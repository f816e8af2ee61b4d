//! Environment configuration.

use std::env;
use std::path::PathBuf;
use std::time::Duration;

use thiserror::Error;

pub const DEFAULT_MODEL: &str = "claude-sonnet-4.5";
pub const DEFAULT_SHELL_TIMEOUT_SEC: u64 = 30;

pub const WORKSPACE_ROOT_ENV: &str = "ORCHESTRATOR_WORKSPACE_ROOT";
pub const WORK_MODEL_ENV: &str = "ORCHESTRATOR_WORK_MODEL";
pub const PLAN_MODEL_ENV: &str = "ORCHESTRATOR_PLAN_MODEL";
pub const DEFAULT_MODEL_ENV: &str = "ORCHESTRATOR_DEFAULT_MODEL";
pub const ALLOW_ALL_TOOLS_ENV: &str = "ORCHESTRATOR_ALLOW_ALL_TOOLS";
pub const ALLOWED_TOOLS_ENV: &str = "ORCHESTRATOR_ALLOWED_TOOLS";
pub const DENIED_TOOLS_ENV: &str = "ORCHESTRATOR_DENIED_TOOLS";
pub const AUTO_RESUME_ENV: &str = "ORCHESTRATOR_AUTO_RESUME";
pub const SHELL_TIMEOUT_ENV: &str = "ORCHESTRATOR_SHELL_TIMEOUT_SEC";

#[derive(Debug, Error, PartialEq, Eq)]
pub enum ConfigError {
    #[error(
        "{} cannot be combined with {} or {}",
        ALLOW_ALL_TOOLS_ENV,
        ALLOWED_TOOLS_ENV,
        DENIED_TOOLS_ENV
    )]
    ConflictingToolPolicy,

    #[error("{key} must be a positive integer, got '{value}'")]
    InvalidNumber { key: &'static str, value: String },

    #[error("{key} must be '1' or '0', got '{value}'")]
    InvalidFlag { key: &'static str, value: String },

    #[error("could not determine the current directory: {0}")]
    CurrentDir(String),
}

/// Tool policy of the work session.
#[derive(Debug, Clone, PartialEq, Eq, Default)]
pub enum ToolPolicy {
    /// Fast-iteration mode: the runtime exposes everything it has.
    #[default]
    AllowAll,
    Explicit {
        allowed: Option<Vec<String>>,
        denied: Vec<String>,
    },
}

impl ToolPolicy {
    /// Allow-list handed to the runtime; `None` means unrestricted.
    #[must_use]
    pub fn available_tools(&self) -> Option<Vec<String>> {
        match self {
            Self::AllowAll => None,
            Self::Explicit { allowed, .. } => allowed.clone(),
        }
    }

    #[must_use]
    pub fn excluded_tools(&self) -> Vec<String> {
        match self {
            Self::AllowAll => Vec::new(),
            Self::Explicit { denied, .. } => denied.clone(),
        }
    }
}

#[derive(Debug, Clone, PartialEq, Eq)]
pub struct OrchestratorConfig {
    pub workspace_root: PathBuf,
    pub work_model: String,
    pub plan_model: Option<String>,
    /// Known-good model used when the configured one is rejected.
    pub default_model: String,
    pub tool_policy: ToolPolicy,
    pub auto_resume: bool,
    pub shell_timeout: Duration,
}

impl OrchestratorConfig {
    /// Config rooted at `workspace_root` with every other setting at its default.
    #[must_use]
    pub fn new(workspace_root: impl Into<PathBuf>) -> Self {
        Self {
            workspace_root: workspace_root.into(),
            work_model: DEFAULT_MODEL.to_string(),
            plan_model: None,
            default_model: DEFAULT_MODEL.to_string(),
            tool_policy: ToolPolicy::AllowAll,
            auto_resume: true,
            shell_timeout: Duration::from_secs(DEFAULT_SHELL_TIMEOUT_SEC),
        }
    }

    pub fn from_env() -> Result<Self, ConfigError> {
        Self::from_lookup(|key| env::var(key).ok())
    }

    /// Builds the config from an arbitrary key lookup.
    pub fn from_lookup<F>(lookup: F) -> Result<Self, ConfigError>
    where
        F: Fn(&str) -> Option<String>,
    {
        let value = |key: &str| non_blank(lookup(key));

        let workspace_root = match value(WORKSPACE_ROOT_ENV) {
            Some(root) => PathBuf::from(root),
            None => env::current_dir().map_err(|error| ConfigError::CurrentDir(error.to_string()))?,
        };
        let default_model = value(DEFAULT_MODEL_ENV).unwrap_or_else(|| DEFAULT_MODEL.to_string());
        let work_model = value(WORK_MODEL_ENV).unwrap_or_else(|| default_model.clone());
        let plan_model = value(PLAN_MODEL_ENV);

        let allow_all = flag(ALLOW_ALL_TOOLS_ENV, value(ALLOW_ALL_TOOLS_ENV), false)?;
        let allowed = value(ALLOWED_TOOLS_ENV).map(|list| split_list(&list));
        let denied = value(DENIED_TOOLS_ENV).map(|list| split_list(&list));
        let tool_policy = match (allow_all, allowed, denied) {
            (true, None, None) => ToolPolicy::AllowAll,
            (true, _, _) => return Err(ConfigError::ConflictingToolPolicy),
            (false, None, None) => ToolPolicy::AllowAll,
            (false, allowed, denied) => ToolPolicy::Explicit {
                allowed,
                denied: denied.unwrap_or_default(),
            },
        };

        let auto_resume = flag(AUTO_RESUME_ENV, value(AUTO_RESUME_ENV), true)?;
        let shell_timeout = match value(SHELL_TIMEOUT_ENV) {
            Some(raw) => match raw.trim().parse::<u64>() {
                Ok(seconds) if seconds > 0 => Duration::from_secs(seconds),
                _ => {
                    return Err(ConfigError::InvalidNumber {
                        key: SHELL_TIMEOUT_ENV,
                        value: raw,
                    })
                }
            },
            None => Duration::from_secs(DEFAULT_SHELL_TIMEOUT_SEC),
        };

        Ok(Self {
            workspace_root,
            work_model,
            plan_model,
            default_model,
            tool_policy,
            auto_resume,
            shell_timeout,
        })
    }

    /// Model for plan sessions; falls back to the work model.
    #[must_use]
    pub fn plan_model(&self) -> &str {
        self.plan_model.as_deref().unwrap_or(&self.work_model)
    }
}

fn flag(key: &'static str, value: Option<String>, default: bool) -> Result<bool, ConfigError> {
    match value.as_deref().map(str::trim) {
        None => Ok(default),
        Some("1") => Ok(true),
        Some("0") => Ok(false),
        Some(other) => Err(ConfigError::InvalidFlag {
            key,
            value: other.to_string(),
        }),
    }
}

fn non_blank(value: Option<String>) -> Option<String> {
    value.and_then(|value| {
        if value.trim().is_empty() {
            None
        } else {
            Some(value)
        }
    })
}

fn split_list(raw: &str) -> Vec<String> {
    raw.split(',')
        .map(str::trim)
        .filter(|name| !name.is_empty())
        .map(str::to_string)
        .collect()
}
_ _ _ _ _
Give back the full listing exactly as it stands above.

repository f816e8af2ee61b4d
//! Environment configuration.

use std::env;
use std::path::PathBuf;
use std::time::Duration;

use thiserror::Error;

pub const DEFAULT_MODEL: &str = "claude-sonnet-4.5";
pub const DEFAULT_SHELL_TIMEOUT_SEC: u64 = 30;

pub const WORKSPACE_ROOT_ENV: &str = "ORCHESTRATOR_WORKSPACE_ROOT";
pub const WORK_MODEL_ENV: &str = "ORCHESTRATOR_WORK_MODEL";
pub const PLAN_MODEL_ENV: &str = "ORCHESTRATOR_PLAN_MODEL";
pub const DEFAULT_MODEL_ENV: &str = "ORCHESTRATOR_DEFAULT_MODEL";
pub const ALLOW_ALL_TOOLS_ENV: &str = "ORCHESTRATOR_ALLOW_ALL_TOOLS";
pub const ALLOWED_TOOLS_ENV: &str = "ORCHESTRATOR_ALLOWED_TOOLS";
pub const DENIED_TOOLS_ENV: &str = "ORCHESTRATOR_DENIED_TOOLS";
pub const AUTO_RESUME_ENV: &str = "ORCHESTRATOR_AUTO_RESUME";
pub const SHELL_TIMEOUT_ENV: &str = "ORCHESTRATOR_SHELL_TIMEOUT_SEC";

#[derive(Debug, Error, PartialEq, Eq)]
pub enum ConfigError {
    #[error(
        "{} cannot be combined with {} or {}",
        ALLOW_ALL_TOOLS_ENV,
        ALLOWED_TOOLS_ENV,
        DENIED_TOOLS_ENV
    )]
    ConflictingToolPolicy,

    #[error("{key} must be a positive integer, got '{value}'")]
    InvalidNumber { key: &'static str, value: String },

    #[error("{key} must be '1' or '0', got '{value}'")]
    InvalidFlag { key: &'static str, value: String },

    #[error("could not determine the current directory: {0}")]
    CurrentDir(String),
}

/// Tool policy of the work session.
#[derive(Debug, Clone, PartialEq, Eq, Default)]
pub enum ToolPolicy {
    /// Fast-iteration mode: the runtime exposes everything it has.
    #[default]
    AllowAll,
    Explicit {
        allowed: Option<Vec<String>>,
        denied: Vec<String>,
    },
}

impl ToolPolicy {
    /// Allow-list handed to the runtime; `None` means unrestricted.
    #[must_use]
    pub fn available_tools(&self) -> Option<Vec<String>> {
        match self {
            Self::AllowAll => None,
            Self::Explicit { allowed, .. } => allowed.clone(),
        }
    }

    #[must_use]
    pub fn excluded_tools(&self) -> Vec<String> {
        match self {
            Self::AllowAll => Vec::new(),
            Self::Explicit { denied, .. } => denied.clone(),
        }
    }
}

#[derive(Debug, Clone, PartialEq, Eq)]
pub struct OrchestratorConfig {
    pub workspace_root: PathBuf,
    pub work_model: String,
    pub plan_model: Option<String>,
    /// Known-good model used when the configured one is rejected.
    pub default_model: String,
    pub tool_policy: ToolPolicy,
    pub auto_resume: bool,
    pub shell_timeout: Duration,
}

impl OrchestratorConfig {
    /// Config rooted at `workspace_root` with every other setting at its default.
    #[must_use]
    pub fn new(workspace_root: impl Into<PathBuf>) -> Self {
        Self {
            workspace_root: workspace_root.into(),
            work_model: DEFAULT_MODEL.to_string(),
            plan_model: None,
            default_model: DEFAULT_MODEL.to_string(),
            tool_policy: ToolPolicy::AllowAll,
            auto_resume: true,
            shell_timeout: Duration::from_secs(DEFAULT_SHELL_TIMEOUT_SEC),
        }
    }

    pub fn from_env() -> Result<Self, ConfigError> {
        Self::from_lookup(|key| env::var(key).ok())
    }

    /// Builds the config from an arbitrary key lookup.
    pub fn from_lookup<F>(lookup: F) -> Result<Self, ConfigError>
    where
        F: Fn(&str) -> Option<String>,
    {
        let value = |key: &str| non_blank(lookup(key));

        let workspace_root = match value(WORKSPACE_ROOT_ENV) {
            Some(root) => PathBuf::from(root),
            None => env::current_dir().map_err(|error| ConfigError::CurrentDir(error.to_string()))?,
        };
        let default_model = value(DEFAULT_MODEL_ENV).unwrap_or_else(|| DEFAULT_MODEL.to_string());
        let work_model = value(WORK_MODEL_ENV).unwrap_or_else(|| default_model.clone());
        let plan_model = value(PLAN_MODEL_ENV);

        let allow_all = flag(ALLOW_ALL_TOOLS_ENV, value(ALLOW_ALL_TOOLS_ENV), false)?;
        let allowed = value(ALLOWED_TOOLS_ENV).map(|list| split_list(&list));
        let denied = value(DENIED_TOOLS_ENV).map(|list| split_list(&list));
        let tool_policy = match (allow_all, allowed, denied) {
            (true, None, None) => ToolPolicy::AllowAll,
            (true, _, _) => return Err(ConfigError::ConflictingToolPolicy),
            (false, None, None) => ToolPolicy::AllowAll,
            (false, allowed, denied) => ToolPolicy::Explicit {
                allowed,
                denied: denied.unwrap_or_default(),
            },
        };

        let auto_resume = flag(AUTO_RESUME_ENV, value(AUTO_RESUME_ENV), true)?;
        let shell_timeout = match value(SHELL_TIMEOUT_ENV) {
            Some(raw) => match raw.trim().parse::<u64>() {
                Ok(seconds) if seconds > 0 => Duration::from_secs(seconds),
                _ => {
                    return Err(ConfigError::InvalidNumber {
                        key: SHELL_TIMEOUT_ENV,
                        value: raw,
                    })
                }
            },
            None => Duration::from_secs(DEFAULT_SHELL_TIMEOUT_SEC),
        };

        Ok(Self {
            workspace_root,
            work_model,
            plan_model,
            default_model,
            tool_policy,
            auto_resume,
            shell_timeout,
        })
    }

    /// Model for plan sessions; falls back to the work model.
    #[must_use]
    pub fn plan_model(&self) -> &str {
        self.plan_model.as_deref().unwrap_or(&self.work_model)
    }
}

fn flag(key: &'static str, value: Option<String>, default: bool) -> Result<bool, ConfigError> {
    match value.as_deref().map(str::trim) {
        None => Ok(default),
        Some("1") => Ok(true),
        Some("0") => Ok(false),
        Some(other) => Err(ConfigError::InvalidFlag {
            key,
            value: other.to_string(),
        }),
    }
}

fn non_blank(value: Option<String>) -> Option<String> {
    value.and_then(|value| {
        if value.trim().is_empty() {
            None
        } else {
            Some(value)
        }
    })
}

fn split_list(raw: &str) -> Vec<String> {
    raw.split(',')
        .map(str::trim)
        .filter(|name| !name.is_empty())
        .map(str::to_string)
        .collect()
}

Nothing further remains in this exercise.